NIGEL CAMPBELL

The long and short of it is that for $250 and with three hours of solid live music performances, Johann Chuckaree’s concert at the Queen’s Hall on June 18, His Story, was a value-for-money entertainment spectacle that signifies in this post-Taste-of-Carnival, post-covid lockdown TT, that what these musicians and singers have been holding back for the past 24 months was awaiting the right event release valve to satisfy an eager audience slowly coming out once again for shows.

Chuckaree’s star-studded cast of guests, supported by a crack band featuring Enrico Camejo and Adrian Kong and others, provided for the engagement of a new kind of reckoning of what can make or break for audiences locally, or even internationally, if it ever comes to that. Singers of romantic ballads, island rock, reggae classics, Bollywood songs, and soca, real and revised, performed along with top instrumentalists on steelpan and piano to balance the show with a kind of all-encompassing take of what is possible and available in this island. And it was not too much. Song and tune choice make a difference in any show, and here it was just enough to not encourage grumbling murmurs, early walk-outs or flat applause responses.

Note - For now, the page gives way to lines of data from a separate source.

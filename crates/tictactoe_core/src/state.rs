//! Session state machine vocabulary: states, modes, difficulties and seats.

use crate::board::Mark;
use serde::{Deserialize, Serialize};

/// Lifecycle state of a session.
#[derive(
    Debug,
    Clone,
    Copy,
    PartialEq,
    Eq,
    Hash,
    Serialize,
    Deserialize,
    strum::Display,
    strum::EnumString,
    strum::EnumIter,
)]
#[serde(rename_all = "snake_case")]
#[strum(serialize_all = "snake_case")]
pub enum SessionState {
    /// Two-player session with an open seat.
    WaitingForPlayers,
    /// Player 1 (X) moves next.
    Player1Turn,
    /// Player 2 (O) moves next.
    Player2Turn,
    /// Board filled with no winner.
    Draw,
    /// Player 1 completed a line.
    Player1Winner,
    /// Player 2 completed a line.
    Player2Winner,
}

impl SessionState {
    /// Initial state for a freshly created session.
    pub fn initial(mode: Mode) -> Self {
        match mode {
            Mode::OnePlayer => SessionState::Player1Turn,
            Mode::TwoPlayers => SessionState::WaitingForPlayers,
        }
    }

    /// True for `Player1Turn` and `Player2Turn`.
    pub fn is_turn(self) -> bool {
        matches!(self, SessionState::Player1Turn | SessionState::Player2Turn)
    }

    /// True once the game has been won or drawn.
    pub fn is_terminal(self) -> bool {
        matches!(
            self,
            SessionState::Draw | SessionState::Player1Winner | SessionState::Player2Winner
        )
    }

    /// Mark of the side to move, if this is a turn state.
    pub fn mark_to_move(self) -> Option<Mark> {
        match self {
            SessionState::Player1Turn => Some(Mark::X),
            SessionState::Player2Turn => Some(Mark::O),
            SessionState::WaitingForPlayers
            | SessionState::Draw
            | SessionState::Player1Winner
            | SessionState::Player2Winner => None,
        }
    }

    /// Turn state in which `mark` moves.
    pub fn turn_of(mark: Mark) -> Self {
        match mark {
            Mark::X => SessionState::Player1Turn,
            Mark::O => SessionState::Player2Turn,
        }
    }

    /// Terminal state in which `mark` has won.
    pub fn winner(mark: Mark) -> Self {
        match mark {
            Mark::X => SessionState::Player1Winner,
            Mark::O => SessionState::Player2Winner,
        }
    }

    /// Swaps `Player1Turn` and `Player2Turn`; any other state is unchanged.
    pub fn flipped(self) -> Self {
        match self {
            SessionState::Player1Turn => SessionState::Player2Turn,
            SessionState::Player2Turn => SessionState::Player1Turn,
            other => other,
        }
    }
}

/// Whether a session is played against the AI or another user.
#[derive(
    Debug,
    Clone,
    Copy,
    PartialEq,
    Eq,
    Hash,
    Serialize,
    Deserialize,
    strum::Display,
    strum::EnumString,
    strum::EnumIter,
)]
#[serde(rename_all = "snake_case")]
#[strum(serialize_all = "snake_case")]
pub enum Mode {
    /// One human against the AI.
    OnePlayer,
    /// Two humans.
    TwoPlayers,
}

/// AI strength in one-player sessions.
#[derive(
    Debug,
    Clone,
    Copy,
    PartialEq,
    Eq,
    Hash,
    Default,
    Serialize,
    Deserialize,
    strum::Display,
    strum::EnumString,
    strum::EnumIter,
)]
#[serde(rename_all = "snake_case")]
#[strum(serialize_all = "snake_case")]
pub enum Difficulty {
    /// Uniformly random moves.
    Easy,
    /// Mostly perfect play with occasional random moves.
    Medium,
    /// Perfect play.
    #[default]
    Hard,
}

/// One of the two seats at the board.
#[derive(
    Debug,
    Clone,
    Copy,
    PartialEq,
    Eq,
    Hash,
    Serialize,
    Deserialize,
    strum::Display,
    strum::EnumString,
    strum::EnumIter,
)]
#[serde(rename_all = "snake_case")]
#[strum(serialize_all = "snake_case")]
pub enum Seat {
    /// Plays X.
    Player1,
    /// Plays O.
    Player2,
}

impl Seat {
    /// Mark played from this seat.
    pub fn mark(self) -> Mark {
        match self {
            Seat::Player1 => Mark::X,
            Seat::Player2 => Mark::O,
        }
    }
}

Four steelpan musicians vied for the unenviable position of being stand-out instrumental performer on Saturday. One can say the instrument was the stand-out. Icon Len "Boogsie" Sharpe caressed his double second pans on Frank Sinatra’s My Way as a solo piece showcasing a tour de force display of simultaneous touch dexterity and musical knowledge to move music beyond the ordinary to the sublime. He then performed a duet with Chuckaree on Trini to the Bone that began a trend among the pannists that night, the steelpan duet with the concert’s headliner that drove the energy upwards and excitedly beyond.